It's the bane of workplace productivity: interruptions.

Sophie Leroy thinks we can get better at managing interruptions. She's an assistant professor at the University of Washington Bothell, School of Business, where she studies attention.

Sophie Leroy is an assistant professor at the University of Washington (Courtesy of Sophie Leroy)

Interruptions affect productivity because of something called "attention residue." When we're interrupted in the middle of a task, we don't immediately shift our full focus. Part of our attention is still on the task we left behind. "Sometimes we don't even realize that we're checking out," Leroy said.

Deadline pressure makes attention residue worse. "That feeling of time compression is going to make it more difficult to let go."

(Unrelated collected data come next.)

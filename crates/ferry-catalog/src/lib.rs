//! Ferry Local Catalog
//!
//! Implements the [`MetadataStore`] trait on SQLite. The catalog stands in for
//! the external metadata repository: the CLI keeps one on disk next to the
//! files it provisions, and tests open it with `:memory:`.
//!
//! # Architecture
//!
//! - Elements, their string properties and classifications in three tables
//! - Relationships keyed by (type, end1, end2) so "ensure exists" calls are idempotent
//! - A creation sequence on relationships so paged listings are stable
//!
//! # Examples
//!
//! ```no_run
//! use ferry_catalog::SqliteCatalog;
//!
//! let catalog = SqliteCatalog::new(":memory:").unwrap();
//! // Catalog is now ready for element operations
//! ```

#![warn(missing_docs)]

pub mod registration;

use ferry_domain::names::classifications;
use ferry_domain::{Direction, ElementId, MetadataElement, MetadataStore, ParentLink, RelatedElement};
use rusqlite::{params, Connection, OptionalExtension, Row};
use std::collections::BTreeMap;
use std::path::Path;
use std::sync::{Mutex, MutexGuard, PoisonError};
use thiserror::Error;

/// Errors that can occur during catalog operations
#[derive(Error, Debug)]
pub enum StoreError {
    /// Database error
    #[error("Database error: {0}")]
    Database(#[from] rusqlite::Error),

    /// Element not found
    #[error("Element not found: {0}")]
    NotFound(String),

    /// Invalid data format
    #[error("Invalid data: {0}")]
    InvalidData(String),
}

/// SQLite-based implementation of MetadataStore
///
/// # Thread Safety
///
/// The connection sits behind a mutex, so a single catalog can be shared
/// (e.g. through an `Arc`) by concurrent provisioning runs. Every trait call
/// holds the lock for the duration of its statements only.
pub struct SqliteCatalog {
    conn: Mutex<Connection>,
}

impl SqliteCatalog {
    /// Open (or create) a catalog at the given database path
    ///
    /// Use `:memory:` for an in-memory database (useful for testing).
    pub fn new<P: AsRef<Path>>(path: P) -> Result<Self, StoreError> {
        let conn = Connection::open(path)?;
        conn.execute_batch("PRAGMA foreign_keys = ON;")?;
        conn.execute_batch(include_str!("schema.sql"))?;
        Ok(Self {
            conn: Mutex::new(conn),
        })
    }

    fn lock(&self) -> MutexGuard<'_, Connection> {
        self.conn.lock().unwrap_or_else(PoisonError::into_inner)
    }

    /// Number of relationships of the given type (used by diagnostics and tests)
    pub fn count_relationships(&self, relationship_type: &str) -> Result<usize, StoreError> {
        let conn = self.lock();
        let count: i64 = conn.query_row(
            "SELECT COUNT(*) FROM relationships WHERE type_name = ?1",
            params![relationship_type],
            |row| row.get(0),
        )?;
        Ok(count as usize)
    }

    /// Number of elements of the given type
    pub fn count_elements(&self, type_name: &str) -> Result<usize, StoreError> {
        let conn = self.lock();
        let count: i64 = conn.query_row(
            "SELECT COUNT(*) FROM elements WHERE type_name = ?1",
            params![type_name],
            |row| row.get(0),
        )?;
        Ok(count as usize)
    }
}

/// Convert ElementId to bytes for storage
fn id_to_bytes(id: ElementId) -> Vec<u8> {
    id.value().to_be_bytes().to_vec()
}

/// Convert bytes to ElementId
fn bytes_to_id(bytes: &[u8]) -> Result<ElementId, StoreError> {
    if bytes.len() != 16 {
        return Err(StoreError::InvalidData(format!(
            "Expected 16 bytes for ElementId, got {}",
            bytes.len()
        )));
    }
    let mut arr = [0u8; 16];
    arr.copy_from_slice(bytes);
    Ok(ElementId::from_value(u128::from_be_bytes(arr)))
}

/// Read an id column inside a row mapper
fn row_id(row: &Row<'_>, idx: usize) -> rusqlite::Result<ElementId> {
    let bytes: Vec<u8> = row.get(idx)?;
    bytes_to_id(&bytes).map_err(|e| {
        rusqlite::Error::FromSqlConversionFailure(idx, rusqlite::types::Type::Blob, Box::new(e))
    })
}

fn element_exists(conn: &Connection, id: ElementId) -> Result<bool, StoreError> {
    Ok(conn
        .query_row(
            "SELECT 1 FROM elements WHERE id = ?1",
            params![id_to_bytes(id)],
            |_| Ok(true),
        )
        .optional()?
        .unwrap_or(false))
}

fn load_element(conn: &Connection, id: ElementId) -> Result<Option<MetadataElement>, StoreError> {
    let id_bytes = id_to_bytes(id);

    let type_name: Option<String> = conn
        .query_row(
            "SELECT type_name FROM elements WHERE id = ?1",
            params![&id_bytes],
            |row| row.get(0),
        )
        .optional()?;
    let Some(type_name) = type_name else {
        return Ok(None);
    };

    let mut stmt = conn.prepare("SELECT name, value FROM element_properties WHERE element_id = ?1")?;
    let properties = stmt
        .query_map(params![&id_bytes], |row| Ok((row.get(0)?, row.get(1)?)))?
        .collect::<Result<BTreeMap<String, String>, _>>()?;

    let mut stmt = conn.prepare(
        "SELECT name FROM element_classifications WHERE element_id = ?1 ORDER BY rowid",
    )?;
    let classifications = stmt
        .query_map(params![&id_bytes], |row| row.get(0))?
        .collect::<Result<Vec<String>, _>>()?;

    Ok(Some(MetadataElement {
        id,
        type_name,
        properties,
        classifications,
    }))
}

fn insert_element(
    conn: &Connection,
    type_name: &str,
    properties: &BTreeMap<String, String>,
) -> Result<ElementId, StoreError> {
    let id = ElementId::new();
    let id_bytes = id_to_bytes(id);

    conn.execute(
        "INSERT INTO elements (id, type_name) VALUES (?1, ?2)",
        params![&id_bytes, type_name],
    )?;
    for (name, value) in properties {
        conn.execute(
            "INSERT INTO element_properties (element_id, name, value) VALUES (?1, ?2, ?3)",
            params![&id_bytes, name, value],
        )?;
    }
    Ok(id)
}

fn insert_classification(conn: &Connection, id: ElementId, name: &str) -> Result<(), StoreError> {
    conn.execute(
        "INSERT OR IGNORE INTO element_classifications (element_id, name) VALUES (?1, ?2)",
        params![id_to_bytes(id), name],
    )?;
    Ok(())
}

fn ensure_relationship(
    conn: &Connection,
    relationship_type: &str,
    end1: ElementId,
    end2: ElementId,
    properties: &BTreeMap<String, String>,
) -> Result<ElementId, StoreError> {
    for end in [end1, end2] {
        if !element_exists(conn, end)? {
            return Err(StoreError::NotFound(end.to_string()));
        }
    }

    let end1_bytes = id_to_bytes(end1);
    let end2_bytes = id_to_bytes(end2);

    let existing = conn
        .query_row(
            "SELECT id FROM relationships WHERE type_name = ?1 AND end1 = ?2 AND end2 = ?3",
            params![relationship_type, &end1_bytes, &end2_bytes],
            |row| row_id(row, 0),
        )
        .optional()?;
    if let Some(id) = existing {
        return Ok(id);
    }

    let id = ElementId::new();
    let id_bytes = id_to_bytes(id);
    conn.execute(
        "INSERT INTO relationships (id, type_name, end1, end2) VALUES (?1, ?2, ?3, ?4)",
        params![&id_bytes, relationship_type, &end1_bytes, &end2_bytes],
    )?;
    for (name, value) in properties {
        conn.execute(
            "INSERT INTO relationship_properties (relationship_id, name, value) VALUES (?1, ?2, ?3)",
            params![&id_bytes, name, value],
        )?;
    }

    tracing::debug!(relationship_type, %end1, %end2, "created relationship");
    Ok(id)
}

fn load_relationship_properties(
    conn: &Connection,
    relationship_id: ElementId,
) -> Result<BTreeMap<String, String>, StoreError> {
    let mut stmt = conn.prepare(
        "SELECT name, value FROM relationship_properties WHERE relationship_id = ?1",
    )?;
    let properties = stmt
        .query_map(params![id_to_bytes(relationship_id)], |row| {
            Ok((row.get(0)?, row.get(1)?))
        })?
        .collect::<Result<BTreeMap<String, String>, _>>()?;
    Ok(properties)
}

/// Replace `~{name}~` tokens with placeholder values
///
/// Tokens without a matching placeholder become the empty string.
pub(crate) fn substitute_placeholders(value: &str, placeholders: &BTreeMap<String, String>) -> String {
    let mut result = String::with_capacity(value.len());
    let mut rest = value;

    while let Some(start) = rest.find("~{") {
        let after_open = &rest[start + 2..];
        let Some(end) = after_open.find("}~") else {
            break;
        };
        result.push_str(&rest[..start]);
        let name = &after_open[..end];
        if let Some(replacement) = placeholders.get(name) {
            result.push_str(replacement);
        }
        rest = &after_open[end + 2..];
    }

    result.push_str(rest);
    result
}

impl MetadataStore for SqliteCatalog {
    type Error = StoreError;

    fn get_element(&self, id: ElementId) -> Result<Option<MetadataElement>, Self::Error> {
        let conn = self.lock();
        load_element(&conn, id)
    }

    fn get_element_by_unique_name(
        &self,
        name: &str,
        property_key: &str,
    ) -> Result<Option<ElementId>, Self::Error> {
        let conn = self.lock();
        let id = conn
            .query_row(
                "SELECT element_id FROM element_properties
                 WHERE name = ?1 AND value = ?2 ORDER BY rowid LIMIT 1",
                params![property_key, name],
                |row| row_id(row, 0),
            )
            .optional()?;
        Ok(id)
    }

    fn get_related_elements(
        &self,
        id: ElementId,
        direction: Direction,
        relationship_type: &str,
        page_start: usize,
        page_size: usize,
    ) -> Result<Vec<RelatedElement>, Self::Error> {
        let (from_end, to_end) = match direction {
            Direction::Outbound => ("end1", "end2"),
            Direction::Inbound => ("end2", "end1"),
        };
        let sql = format!(
            "SELECT id, type_name, {to_end} FROM relationships
             WHERE {from_end} = ?1 AND type_name = ?2
             ORDER BY seq LIMIT ?3 OFFSET ?4"
        );

        let conn = self.lock();
        let mut stmt = conn.prepare(&sql)?;
        let rows = stmt
            .query_map(
                params![id_to_bytes(id), relationship_type, page_size as i64, page_start as i64],
                |row| Ok((row_id(row, 0)?, row.get::<_, String>(1)?, row_id(row, 2)?)),
            )?
            .collect::<Result<Vec<_>, _>>()?;

        let mut related = Vec::with_capacity(rows.len());
        for (relationship_id, relationship_type, other_end) in rows {
            let element = load_element(&conn, other_end)?
                .ok_or_else(|| StoreError::NotFound(other_end.to_string()))?;
            related.push(RelatedElement {
                relationship_id,
                relationship_type,
                relationship_properties: load_relationship_properties(&conn, relationship_id)?,
                element,
            });
        }
        Ok(related)
    }

    fn create_element(
        &self,
        type_name: &str,
        properties: &BTreeMap<String, String>,
        parent: Option<&ParentLink>,
    ) -> Result<ElementId, Self::Error> {
        let mut conn = self.lock();
        let tx = conn.transaction()?;

        let id = insert_element(&tx, type_name, properties)?;
        if let Some(parent) = parent {
            ensure_relationship(&tx, &parent.relationship_type, parent.parent_id, id, &BTreeMap::new())?;
        }

        tx.commit()?;
        tracing::debug!(type_name, %id, "created element");
        Ok(id)
    }

    fn create_element_from_template(
        &self,
        template_id: ElementId,
        placeholders: &BTreeMap<String, String>,
        replacement_properties: &BTreeMap<String, String>,
        parent: Option<&ParentLink>,
    ) -> Result<ElementId, Self::Error> {
        let mut conn = self.lock();
        let tx = conn.transaction()?;

        let template = load_element(&tx, template_id)?
            .ok_or_else(|| StoreError::NotFound(format!("template {}", template_id)))?;

        let mut properties: BTreeMap<String, String> = template
            .properties
            .iter()
            .map(|(name, value)| (name.clone(), substitute_placeholders(value, placeholders)))
            .collect();
        properties.extend(replacement_properties.clone());

        let id = insert_element(&tx, &template.type_name, &properties)?;

        for classification in &template.classifications {
            if classification != classifications::TEMPLATE {
                insert_classification(&tx, id, classification)?;
            }
        }

        // Only relationships where the template is end 1 are copied; the
        // template's own parents stay with the template.
        let outbound = {
            let mut stmt = tx.prepare(
                "SELECT id, type_name, end2 FROM relationships WHERE end1 = ?1 ORDER BY seq",
            )?;
            let rows = stmt
                .query_map(params![id_to_bytes(template_id)], |row| {
                    Ok((row_id(row, 0)?, row.get::<_, String>(1)?, row_id(row, 2)?))
                })?
                .collect::<Result<Vec<_>, _>>()?;
            rows
        };
        for (relationship_id, relationship_type, end2) in outbound {
            let relationship_properties = load_relationship_properties(&tx, relationship_id)?;
            ensure_relationship(&tx, &relationship_type, id, end2, &relationship_properties)?;
        }

        if let Some(parent) = parent {
            ensure_relationship(&tx, &parent.relationship_type, parent.parent_id, id, &BTreeMap::new())?;
        }

        tx.commit()?;
        tracing::debug!(%template_id, %id, type_name = %template.type_name, "created element from template");
        Ok(id)
    }

    fn create_relationship(
        &self,
        relationship_type: &str,
        end1: ElementId,
        end2: ElementId,
        properties: &BTreeMap<String, String>,
    ) -> Result<ElementId, Self::Error> {
        let conn = self.lock();
        ensure_relationship(&conn, relationship_type, end1, end2, properties)
    }

    fn classify_element(&self, id: ElementId, classification: &str) -> Result<(), Self::Error> {
        let conn = self.lock();
        if !element_exists(&conn, id)? {
            return Err(StoreError::NotFound(id.to_string()));
        }
        insert_classification(&conn, id, classification)
    }
}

Take a couple of seconds to write down where you are, and more importantly, what you're going to do when you go back to that task.- Sophie Leroy

We can though, shift our focus more effectively with a "ready to resume" plan, Leroy argued. "Take a couple of seconds to write down where you are, and more importantly, what you're going to do when you go back to that task," Leroy explained.

She and fellow researcher Theresa Glomb observed that when people do this, "they become a lot more focused during the interrupting task, and their performance is absolutely higher," said Leroy. It needn't be an elaborate plan either. People in Leroy and Glomb's study did theirs in less than a minute.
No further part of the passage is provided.